-- Your goal --
Should the word "registry" occur in a line of the records, copy that line.

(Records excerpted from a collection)
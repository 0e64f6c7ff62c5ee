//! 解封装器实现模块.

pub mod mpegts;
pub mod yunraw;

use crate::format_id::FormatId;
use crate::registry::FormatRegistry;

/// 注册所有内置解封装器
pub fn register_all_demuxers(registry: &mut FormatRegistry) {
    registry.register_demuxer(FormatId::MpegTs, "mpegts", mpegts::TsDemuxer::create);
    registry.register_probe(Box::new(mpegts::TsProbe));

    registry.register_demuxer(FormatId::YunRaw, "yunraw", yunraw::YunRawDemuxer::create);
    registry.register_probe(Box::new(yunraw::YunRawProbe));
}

-- Exercise output --
use crate::registry::FormatRegistry;
pub fn register_all_demuxers(registry: &mut FormatRegistry) {
    registry.register_demuxer(FormatId::MpegTs, "mpegts", mpegts::TsDemuxer::create);
    registry.register_probe(Box::new(mpegts::TsProbe));
    registry.register_demuxer(FormatId::YunRaw, "yunraw", yunraw::YunRawDemuxer::create);
    registry.register_probe(Box::new(yunraw::YunRawProbe));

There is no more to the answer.